Multiple Sklerose (MS) ist eine chronisch-entzündliche Autoimmunerkrankung des zentralen Nervensystems, die das Leben von etwa 280.000 Menschen in Deutschland betrifft. Zu den belastendsten Symptomen gehören Spastiken - schmerzhafte Muskelverkrampfungen, die Bewegung einschränken und die Lebensqualität massiv beeinträchtigen. Cannabis hat sich als wirksame Therapieoption bei therapieresistenter Spastik etabliert und ist für viele MS-Patienten zur Hoffnung geworden. Dieser fundierte Ratgeber erklärt, wie Cannabinoide bei MS wirken, welche wissenschaftlichen Erkenntnisse vorliegen und wie Sie als MS-Patient von medizinischem Cannabis profitieren können.

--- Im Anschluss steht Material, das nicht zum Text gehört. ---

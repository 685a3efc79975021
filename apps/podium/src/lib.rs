pub mod config;
pub mod protocol;
pub mod session;
pub mod transport;
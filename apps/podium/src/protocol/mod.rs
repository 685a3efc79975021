//! Wire protocol for the quiz session server: named JSON events over a
//! persistent WebSocket, one envelope per text frame. Payload fields are
//! camelCase on the wire to match the session server.

use serde::de::Error as _;
use serde::{Deserialize, Deserializer, Serialize, Serializer};
use serde_json::Value;
use std::fmt;
use thiserror::Error;

/// Event names exchanged with the session server.
pub mod event {
    pub const JOIN_REQUEST: &str = "join-request";
    pub const LEAVE_REQUEST: &str = "leave-request";
    pub const ANSWER_REQUEST: &str = "answer-request";
    pub const SESSION_READY: &str = "session-ready";
    pub const SESSION_ERROR: &str = "session-error";
    pub const CONNECTION_ERROR: &str = "connection-error";
    pub const QUESTION_START: &str = "question-start";
    pub const QUESTION_REVEAL: &str = "question-reveal";
    pub const SESSION_END: &str = "session-end";
}

/// One wire frame: `{"event": "<name>", "data": {…}}`.
#[derive(Debug, Clone, PartialEq, Serialize, Deserialize)]
pub struct Envelope {
    pub event: String,
    #[serde(default)]
    pub data: Value,
}

impl Envelope {
    pub fn new(event: &str, data: Value) -> Self {
        Self {
            event: event.to_string(),
            data,
        }
    }

    pub fn encode(&self) -> Result<String, serde_json::Error> {
        serde_json::to_string(self)
    }

    pub fn decode(text: &str) -> Result<Self, serde_json::Error> {
        serde_json::from_str(text)
    }
}

/// Local input rejected before any network activity.
#[derive(Debug, Clone, PartialEq, Eq, Error)]
#[error("invalid {field}: {reason}")]
pub struct ValidationError {
    pub field: &'static str,
    pub reason: String,
}

impl ValidationError {
    fn new(field: &'static str, reason: impl Into<String>) -> Self {
        Self {
            field,
            reason: reason.into(),
        }
    }
}

pub const CODE_MIN_LEN: usize = 4;
pub const CODE_MAX_LEN: usize = 8;
pub const DISPLAY_NAME_MAX_LEN: usize = 20;

/// A session join code, always held canonicalized (trimmed, upper-case).
#[derive(Debug, Clone, PartialEq, Eq, Hash)]
pub struct SessionCode(String);

impl SessionCode {
    /// Trim and upper-case. Idempotent.
    pub fn canonicalize(raw: &str) -> String {
        raw.trim().to_ascii_uppercase()
    }

    pub fn parse(raw: &str) -> Result<Self, ValidationError> {
        let canon = Self::canonicalize(raw);
        if canon.len() < CODE_MIN_LEN || canon.len() > CODE_MAX_LEN {
            return Err(ValidationError::new(
                "code",
                format!(
                    "must be {CODE_MIN_LEN}-{CODE_MAX_LEN} characters, got {}",
                    canon.len()
                ),
            ));
        }
        if !canon.chars().all(|c| c.is_ascii_alphanumeric()) {
            return Err(ValidationError::new(
                "code",
                "must contain only letters and digits",
            ));
        }
        Ok(Self(canon))
    }

    pub fn as_str(&self) -> &str {
        &self.0
    }
}

impl fmt::Display for SessionCode {
    fn fmt(&self, f: &mut fmt::Formatter<'_>) -> fmt::Result {
        f.write_str(&self.0)
    }
}

impl Serialize for SessionCode {
    fn serialize<S: Serializer>(&self, serializer: S) -> Result<S::Ok, S::Error> {
        serializer.serialize_str(&self.0)
    }
}

impl<'de> Deserialize<'de> for SessionCode {
    // Inbound codes are canonicalized and validated on ingest so the store
    // never holds a non-canonical code.
    fn deserialize<D: Deserializer<'de>>(deserializer: D) -> Result<Self, D::Error> {
        let raw = String::deserialize(deserializer)?;
        SessionCode::parse(&raw).map_err(D::Error::custom)
    }
}

pub fn validate_display_name(raw: &str) -> Result<String, ValidationError> {
    let trimmed = raw.trim();
    let len = trimmed.chars().count();
    if len == 0 {
        return Err(ValidationError::new("displayName", "must not be empty"));
    }
    if len > DISPLAY_NAME_MAX_LEN {
        return Err(ValidationError::new(
            "displayName",
            format!("must be at most {DISPLAY_NAME_MAX_LEN} characters, got {len}"),
        ));
    }
    if trimmed.chars().any(char::is_control) {
        return Err(ValidationError::new(
            "displayName",
            "must not contain control characters",
        ));
    }
    Ok(trimmed.to_string())
}

pub fn validate_avatar_id(id: u8) -> Result<u8, ValidationError> {
    if id == 0 {
        return Err(ValidationError::new("avatarId", "must be positive"));
    }
    Ok(id)
}

#[derive(Debug, Clone, Copy, PartialEq, Eq, Serialize, Deserialize)]
#[serde(rename_all = "snake_case")]
pub enum SessionStatus {
    Lobby,
    Active,
    Finished,
}

impl fmt::Display for SessionStatus {
    fn fmt(&self, f: &mut fmt::Formatter<'_>) -> fmt::Result {
        let label = match self {
            SessionStatus::Lobby => "lobby",
            SessionStatus::Active => "active",
            SessionStatus::Finished => "finished",
        };
        f.write_str(label)
    }
}

#[derive(Debug, Clone, PartialEq, Serialize, Deserialize)]
#[serde(rename_all = "camelCase")]
pub struct JoinRequest {
    pub code: SessionCode,
    pub display_name: String,
    pub avatar_id: u8,
}

/// Authoritative session snapshot; replaces prior state rather than
/// patching it.
#[derive(Debug, Clone, PartialEq, Serialize, Deserialize)]
#[serde(rename_all = "camelCase")]
pub struct SessionSnapshot {
    pub code: SessionCode,
    pub title: String,
    pub host_name: String,
    pub total_questions: u32,
    pub status: SessionStatus,
}

#[derive(Debug, Clone, PartialEq, Serialize, Deserialize)]
#[serde(rename_all = "camelCase")]
pub struct QuestionStart {
    pub index: u32,
    pub prompt: String,
    pub options: Vec<String>,
    /// Server-issued answer budget for this question, in milliseconds.
    pub deadline_ms: u64,
}

#[derive(Debug, Clone, PartialEq, Serialize, Deserialize)]
#[serde(rename_all = "camelCase")]
pub struct QuestionReveal {
    pub correct_option: u32,
    #[serde(default)]
    pub stats: Option<Value>,
}

#[derive(Debug, Clone, PartialEq, Serialize, Deserialize)]
#[serde(rename_all = "camelCase")]
pub struct AnswerRequest {
    pub question_index: u32,
    pub option_index: u32,
}

#[derive(Debug, Clone, PartialEq, Serialize, Deserialize)]
pub struct ErrorPayload {
    pub message: String,
}
use super::{Conn, Connector, TransportError};
use async_trait::async_trait;
use futures_util::{SinkExt, StreamExt};
use tokio::net::TcpStream;
use tokio_tungstenite::{connect_async, tungstenite::Message, MaybeTlsStream, WebSocketStream};
use tracing::debug;
use url::Url;

/// Production connector: one WebSocket per connection attempt, JSON text
/// frames in both directions.
pub struct WebSocketConnector;

#[async_trait]
impl Connector for WebSocketConnector {
    async fn connect(&self, url: &Url) -> Result<Box<dyn Conn>, TransportError> {
        let (stream, response) =
            connect_async(url.as_str())
                .await
                .map_err(|err| TransportError::ConnectFailed {
                    url: url.to_string(),
                    reason: err.to_string(),
                })?;
        debug!(
            target: "podium::transport",
            %url,
            status = %response.status(),
            "websocket established"
        );
        Ok(Box::new(WebSocketConn { stream }))
    }
}

struct WebSocketConn {
    stream: WebSocketStream<MaybeTlsStream<TcpStream>>,
}

#[async_trait]
impl Conn for WebSocketConn {
    async fn send(&mut self, frame: String) -> Result<(), TransportError> {
        self.stream
            .send(Message::Text(frame))
            .await
            .map_err(|_| TransportError::Closed)
    }

    async fn recv(&mut self) -> Option<String> {
        while let Some(message) = self.stream.next().await {
            match message {
                Ok(Message::Text(text)) => return Some(text),
                Ok(Message::Close(_)) | Err(_) => return None,
                // Ping/pong are answered by tungstenite; binary frames are
                // not part of this protocol.
                Ok(_) => {}
            }
        }
        None
    }

    async fn close(&mut self) {
        let _ = self.stream.close(None).await;
    }
}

Warum Cannabis bei Multipler Sklerose wirkt
Das Endocannabinoid-System spielt eine wichtige Rolle bei der Regulation von Entzündungen, Schmerzwahrnehmung und Muskeltonus - alles zentrale Aspekte der MS-Symptomatik. Bei MS-Patienten ist dieses System oft gestört. Die Cannabinoide THC und CBD aus medizinischem Cannabis docken an die körpereigenen CB1- und CB2-Rezeptoren an und können so verschiedene Symptome lindern.
Wirkmechanismen bei MS
THC wirkt über CB1-Rezeptoren im Gehirn und Rückenmark direkt muskelentspannend und kann überschießende Nervensignale dämpfen, die zu Spastiken führen. Dies erklärt die ausgeprägte Wirkung bei Muskelkrämpfen. Gleichzeitig beeinflusst THC die Schmerzwahrnehmung und kann neuropathische Schmerzen lindern, die bei vielen MS-Patienten auftreten.
CBD wirkt entzündungshemmend über CB2-Rezeptoren und andere Mechanismen. Bei MS, einer entzündlichen Erkrankung, kann dies die zugrunde liegenden Prozesse positiv beeinflussen. CBD verstärkt zudem die Wirkung von THC und reduziert gleichzeitig dessen psychoaktive Nebenwirkungen - ein Synergieeffekt, den sich Sativex zunutze macht.
Spastik als Hauptindikation
Spastik betrifft bis zu 80 Prozent aller MS-Patienten und äußert sich in unkontrollierbaren Muskelkrämpfen, Steifheit und Schmerzen. Herkömmliche Medikamente wie Baclofen, Tizanidin oder Dantrolen wirken nicht bei allen Patienten ausreichend und haben oft erhebliche Nebenwirkungen wie starke Müdigkeit oder Leberschäden. Cannabis bietet hier eine wirksame Alternative mit meist günstigerem Nebenwirkungsprofil.
Wissenschaftliche Studien zu Cannabis bei MS
Die Studienlage zu Cannabis bei Multipler Sklerose ist im Vergleich zu vielen anderen Indikationen ausgezeichnet. Hunderte Studien haben die Wirksamkeit untersucht, und das Cannabinoid-Spray Sativex hat die strengen Zulassungsstudien erfolgreich durchlaufen.
Zentrale Studienergebnisse
Eine wegweisende britische Studie aus dem Jahr 2003 untersuchte 630 MS-Patienten über 15 Wochen. Die Cannabis-Gruppe zeigte eine signifikante Reduktion der Spastik um durchschnittlich 30 Prozent im Vergleich zur Placebo-Gruppe. Besonders bemerkenswert: Die subjektiv empfundene Verbesserung war noch deutlicher als die objektiv gemessenen Werte.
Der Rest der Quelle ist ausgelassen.